# [SOLVED] Resolving local names without specifying domain

## Kresp

I'm switching from dnsmasq to bind, and am almost done except for one little thing.

I setup up domain name "lan" and unique names for every machine.

I can resolve addresses using full names like "host1.lan".

However, since they are all supposed to be within same domain, I'd like to be able to resolve them by using just hostnames, so I can just ssh host1, ping host1, etc.

/bin/domainname is missing for some reason, but even if I symlink it to /bin/hostname, it just returns "(none)".

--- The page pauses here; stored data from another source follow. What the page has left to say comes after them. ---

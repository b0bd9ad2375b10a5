use schemars::JsonSchema;
use serde::Deserialize;

pub use crate::query::{Language, StructuredQuerySpec};
use crate::media::StreamFormat;

#[derive(Deserialize, JsonSchema)]
pub struct ProcessQueryParams {
    /// Natural-language question in Hebrew or English
    pub query: String,
    /// Query language: "he", "en", or "auto" (default)
    pub language: Option<Language>,
}

#[derive(Deserialize, JsonSchema)]
pub struct GenerateResponseParams {
    /// Natural-language question; interpreted and searched with fallback candidates
    pub query: Option<String>,
    /// Structured search spec (e.g. one returned by process_natural_query). Use instead of `query`.
    pub spec: Option<StructuredQuerySpec>,
    /// Response language: "he", "en", or "auto" (default)
    pub language: Option<Language>,
    /// Return only the number of matches (and facet counts, if the spec asks for them)
    #[serde(default)]
    pub count_only: Option<bool>,
}

#[derive(Deserialize, JsonSchema)]
pub struct StreamBatchesParams {
    /// Structured search spec to page through
    pub spec: StructuredQuerySpec,
    /// Continuation token from a previous call (omit to start from the first page)
    pub continuation_token: Option<String>,
    /// Results per batch (1-100, default from NLI_PAGE_SIZE)
    pub page_size: Option<u32>,
    /// Batches to return in this call (1-5, default: 1)
    pub max_batches: Option<u8>,
    /// Response language: "he", "en", or "auto" (default)
    pub language: Option<Language>,
}

#[derive(Deserialize, JsonSchema)]
pub struct GetImageParams {
    /// IIIF image identifier (e.g. "FL45213010")
    pub identifier: String,
    /// IIIF region (default: "full")
    pub region: Option<String>,
    /// IIIF size, e.g. "max", "600,", "!400,400" (default: "max")
    pub size: Option<String>,
    /// Rotation in degrees, 0-360; prefix with "!" to mirror (default: "0")
    pub rotation: Option<String>,
    /// "default", "color", "gray", or "bitonal" (default: "default")
    pub quality: Option<String>,
    /// "jpg", "png", "gif", "webp", or "tif" (default: "jpg")
    pub format: Option<String>,
}

#[derive(Deserialize, JsonSchema)]
pub struct GetManifestParams {
    /// Record identifier
    #[serde(alias = "recordId")]
    pub record_id: String,
}

#[derive(Deserialize, JsonSchema, Clone, Copy, Debug, Default, PartialEq, Eq)]
#[serde(rename_all = "lowercase")]
pub enum StreamChoice {
    Mp4,
    Hls,
    Audio,
    #[default]
    All,
}

impl StreamChoice {
    pub fn format(self) -> Option<StreamFormat> {
        match self {
            StreamChoice::Mp4 => Some(StreamFormat::Mp4),
            StreamChoice::Hls => Some(StreamFormat::Hls),
            StreamChoice::Audio => Some(StreamFormat::Audio),
            StreamChoice::All => None,
        }
    }
}

#[derive(Deserialize, JsonSchema)]
pub struct GetStreamParams {
    /// Record identifier
    #[serde(alias = "itemId", alias = "recordId")]
    pub record_id: String,
    /// "mp4", "hls", "audio", or "all" (default)
    pub format: Option<StreamChoice>,
}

Even if I use domainname to set domain on every machine manually, nslookup fails with NXDOMAIN.

```

@host1 ~ $ nslookup router.lan

Server:      192.168.100.1

Address:   192.168.100.1#53

Name:   router.lan

Address: 192.168.100.1

@host1 ~ $ nslookup router

Server:      192.168.100.1

Address:   192.168.100.1#53

** server can't find router: NXDOMAIN

```

```

user@host1 ~ $ cat /etc/conf.d/net

dns_domain_lo="lan"

dns_domain_enp30s0="lan"

config_enp30s0="dhcp"

```

Router configuration:

```

@router ~ $ cat /var/bind/pri/lan.zone 

$TTL 1W

@         IN   SOA   lan.   root.lan.   (

            2017081210

            28800

            3600

            604800

            86400 )

         IN   NS   router.lan.

router.lan.      IN   A   192.168.100.1

host1.lan.      IN   A   192.168.100.2

host2.lan.   IN   A   192.168.100.3

```

```

@router ~ $ grep -v ^# < /etc/dhcp/dhcpd.conf 

option domain-name-servers 192.168.100.1;

option subnet-mask 255.255.255.0;

option routers 192.168.100.1;

subnet 192.168.100.0 netmask 255.255.255.0 {

   option domain-name-servers 192.168.100.1;

   option subnet-mask 255.255.255.0;

   option routers 192.168.100.1;

   range 192.168.100.100 192.168.100.200;

}

host host1 {

   hardware ethernet xx:xx:xx:xx:xx:xx;

   fixed-address 192.168.100.2;

}

host host2 {

   hardware ethernet xx:xx:xx:xx:xx:xx;

   fixed-address 192.168.100.3;

}

```

Also, it's a bit annoying that I have to duplicate declaration for every host, but I guess I can not get away from it while running separate applications for DNS and DHCP without something like LDAP.Last edited by Kresp on Wed Aug 16, 2017 1:10 pm; edited 1 time in total

----------

## toralf

short term solution:

```

echo "search lan" >> /etc/resolv.conf

echo "domain lan" >> /etc/resolv.conf

```

long term:

put something like 

```
dns_search_eth0="zwiebeltoralf.de"
```

into /etc/conf.d/net. You have to replace "eth0" with your network adapters name.

----------

## Kresp

 *toralf wrote:*   

> 
> 
> ```
> dns_search_eth0="zwiebeltoralf.de"
> ```
> ...

 

This seems like a client setting.

After looking up "domain search" option for resolv.conf, I added option domain-name "lan"; to my subnet in dhcpd.conf, but then it overrides my ISP's domain.

Ended up with

```

option domain-name "lan";

option domain-search "lan", "isp.com";

```

Works like expected. Thanks.

----------

## toralf

great - now just put a "[solved]" into the title - thx  :Smile: 

----------